Tutto ebbe inizio ad una festa chiamata C’era una volta il Far West. Erano i Primi anni 2000, e la location era d’eccezione: Mazzangrugno.
Gare di rutto, spaghetti western e altre amenità da maschio alpha, rude, sboccato e zozzo. Sbronze colossali, risse e situazioni improbabili. Era stato ricreato perfino un piccolo angolo cimitero, in una parte di campo dirimpetto al famigerato ristorante “La Brusca”. Tutto era lecito, anzi, tutto DOVEVA avvenire. Perché la sagra di Mazzangrugno questo era: un weekend da paura, di festeggiamenti continui ed illimitati.
Questa festa ha durato abbastanza poco, circa tre edizioni, se ricordo bene. Ed era un appuntamento imperdibile. La gara di rutti poi era qualcosa di epico.

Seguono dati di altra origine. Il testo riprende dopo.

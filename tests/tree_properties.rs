use std::f64::consts::PI;

use collatz_tree::{
    Point, SequenceTreeBuilder, TreeParams, collatz_step, measure, next_generation, plot_limits,
    stopping_time,
};

fn close(a: Point, b: Point) -> bool {
    (a.x - b.x).abs() < 1e-9 && (a.y - b.y).abs() < 1e-9
}

#[test]
fn step_rule_matches_parity() {
    for v in 2..2_000u64 {
        let next = collatz_step(v).unwrap();
        if v.is_multiple_of(2) {
            assert_eq!(next, v / 2, "even {v}");
        } else {
            assert_eq!(next, 3 * v + 1, "odd {v}");
        }
    }
    assert_eq!(collatz_step(1), Some(1));
    assert_eq!(next_generation(&[1, 1, 1]), Some(vec![1, 1, 1]));
}

#[test]
fn every_start_below_ten_thousand_converges() {
    let params = TreeParams::new(10_000, PI / 30.0, PI / 2.0).unwrap();
    let longest = params
        .starts()
        .map(|s| stopping_time(s).unwrap())
        .max()
        .unwrap();

    let mut builder = SequenceTreeBuilder::new(&params).unwrap();
    let count = builder.by_ref().count() as u64;
    assert!(builder.is_converged());
    assert_eq!(count, longest);
    assert_eq!(builder.iterations(), longest);
    assert!(builder.next_iteration().is_none());
}

#[test]
fn n3_emits_a_single_unit_segment() {
    let params = TreeParams::new(3, PI / 30.0, PI / 2.0).unwrap();
    let iterations: Vec<_> = SequenceTreeBuilder::new(&params).unwrap().collect();
    assert_eq!(iterations.len(), 1);

    let seg = iterations[0].segments[0];
    assert_eq!(seg.start_value, 2);
    assert_eq!(seg.from, Point::ORIGIN);
    let heading = PI / 2.0 - PI / 30.0;
    assert!(close(seg.to, Point::new(heading.cos(), heading.sin())));
    assert!((seg.length() - 1.0).abs() < 1e-12);
}

#[test]
fn n4_runs_for_the_longest_sequence() {
    let params = TreeParams::new(4, PI / 30.0, PI / 2.0).unwrap();
    let iterations: Vec<_> = SequenceTreeBuilder::new(&params).unwrap().collect();
    assert_eq!(iterations.len(), 7);

    // start 2 freezes after its first segment
    for it in &iterations[1..] {
        let frozen = it.segments[0];
        assert_eq!(frozen.start_value, 2);
        assert!(frozen.is_degenerate());
        assert!(!it.segments[1].is_degenerate());
    }
    let visible: usize = iterations.iter().map(|it| it.visible_segments().count()).sum();
    assert_eq!(visible, 8);
}

#[test]
fn segments_chain_end_to_start() {
    let params = TreeParams::new(40, 0.2, 0.3).unwrap();
    let mut builder = SequenceTreeBuilder::new(&params).unwrap();
    let mut last: Vec<Point> = builder.positions().collect();
    for it in builder.by_ref() {
        for seg in &it.segments {
            assert_eq!(seg.from, last[seg.index]);
            last[seg.index] = seg.to;
        }
    }
    assert_eq!(last, builder.positions().collect::<Vec<_>>());
}

#[test]
fn limits_contain_every_point() {
    let params = TreeParams::new(60, PI / 30.0, PI / 2.0).unwrap();
    let limits = plot_limits(&params).unwrap();
    assert!(limits.contains(Point::ORIGIN));
    for it in SequenceTreeBuilder::new(&params).unwrap() {
        for seg in &it.segments {
            assert!(limits.contains(seg.from));
            assert!(limits.contains(seg.to));
        }
    }
}

#[test]
fn measure_counts_origins_and_endpoints() {
    let params = TreeParams::new(4, PI / 30.0, PI / 2.0).unwrap();
    let extent = measure(SequenceTreeBuilder::new(&params).unwrap()).unwrap();
    // two origins + two sequences x seven iterations
    assert_eq!(extent.points, 2 + 2 * 7);
    assert_eq!(extent.iterations, 7);
}

#[test]
fn geometry_is_deterministic() {
    let params = TreeParams::new(200, PI / 30.0, PI / 2.0).unwrap();
    let a: Vec<_> = SequenceTreeBuilder::new(&params).unwrap().collect();
    let b: Vec<_> = SequenceTreeBuilder::new(&params).unwrap().collect();
    assert_eq!(a, b);
    assert_eq!(plot_limits(&params).unwrap(), plot_limits(&params).unwrap());
}

#[test]
fn explicit_starts_follow_sorted_order() {
    let builder = SequenceTreeBuilder::from_starts([9, 3, 9, 5], 0.1, 0.0).unwrap();
    let starts: Vec<u64> = builder.sequences().iter().map(|s| s.start).collect();
    assert_eq!(starts, vec![3, 5, 9]);
    assert_eq!(builder.sequence(5).unwrap().value, 5);
    assert!(builder.sequence(4).is_none());

    assert!(SequenceTreeBuilder::from_starts([0, 2], 0.1, 0.0).is_err());
    assert!(SequenceTreeBuilder::from_starts(std::iter::empty(), 0.1, 0.0).is_err());
}

#[test]
fn starts_near_the_u64_limit_are_rejected_not_panicking() {
    assert!(SequenceTreeBuilder::from_starts([u64::MAX], 0.1, 0.0).is_err());
    assert_eq!(collatz_step(u64::MAX), None);
    assert_eq!(stopping_time(u64::MAX), None);
}

#[test]
fn start_one_is_already_converged() {
    let mut builder = SequenceTreeBuilder::from_starts([1], 0.1, 0.0).unwrap();
    assert!(builder.is_converged());
    assert!(builder.next_iteration().is_none());
    assert_eq!(builder.iterations(), 0);
}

Per questo la Proloco Jesi ha deciso di riprendere questa tradizione dagli abissi del tempo. E lo fa con un peso da 90. Come Pikkanapa ha portato a Jesi il campionissimo Jack Pepper, noi porteremo il campione indiscusso di rutti, per tre anni consecutivi sul podio Mazzangrugnense: il leggendario Burko.

Ciao Burko, cosa ci puoi raccontare della festa a Mazzangrugno e cosa ti aspetti da Muntobeer?

Mazzangrugno era l’apoteosi del trash. Tutto era incentrato su quello, e tutta la festa era intrisa di rutti e zozzerie varie. Al Muntobeer non sarà così, la gara di rutti è solo un colorito contorno ad un evento molto diverso, assai più serio e curato.
Sebbene ci siano altri tocchi di genio come la presenza di Mr. Piro di Giochi Penosi con Super Botte e Bamba II TURBO, di base si tratterà di una manifestazione adatta agli appassionati di birre artigianali, e non alle belve assatanate che popolavano le alture di Mazzangrugno.

Quale è la tua categoria di gara preferita? Potenza, lunghezza o creatività?
Sono sempre stato conosciuto per la potenza e le migliori soddisfazioni le ho avute in questa categoria.
Anche nella lunghezza me la cavo bene, ma non sono da podio.

Il segreto per un buon rutto?
Il caricamento e la fluidità tracheale. Il caricamento può avvenire in diversi modi.
Innanzitutto ogni professionista sa come caricarsi semplicemente ingoiando aria, poi ognuno ha i suoi trucchi.
C’è chi beve un po’ di coca cola a fine caricamento per avere uno sprint in partenza ( solitamente per le gare di potenza), c’è chi si carica solo con acqua gassata di medio-bassa intensità, che permette un rilascio lento (per la lunghezza), e molte altre. Ripeto, ognuno ha il suo trucco segreto. La fluidità tracheale è quella che invece permette di governare il rutto. Di non strozzarlo o spezzarlo. È una delle cose più difficili da imparare, e ci vuole molta pratica.

Uno screenshot del mitico Super Botte Bamba II TURBO, videogioco che sarà tra le attrazioni di qusta edizione di Muntobeer

Anche se sei fuori allenamento, pensi che qualcuno riuscirebbe a batterti?
Sarò presente all’evento e alla fine valuterò se il vincitore avrà o meno le carte per potermi sfidare. Se varrà davvero la pena scenderò in campo anche io per mostrare a questi giovani appassionati, cosa significhi confrontarsi con un vero professionista.

Quindi non rimane altro da fare che attendere il prossimo weekend per partecipare a Muntobeer, dove oltre alla famigerata gara di rutto, ad una sana competizione di braccio di ferro, alle botte da orbi di Super Botte Bamba e a vari concerti live potrete trovare ben 44 birre artigianali con cui ricaricarvi e – nell’eventualità – sfidare il temibile Burko.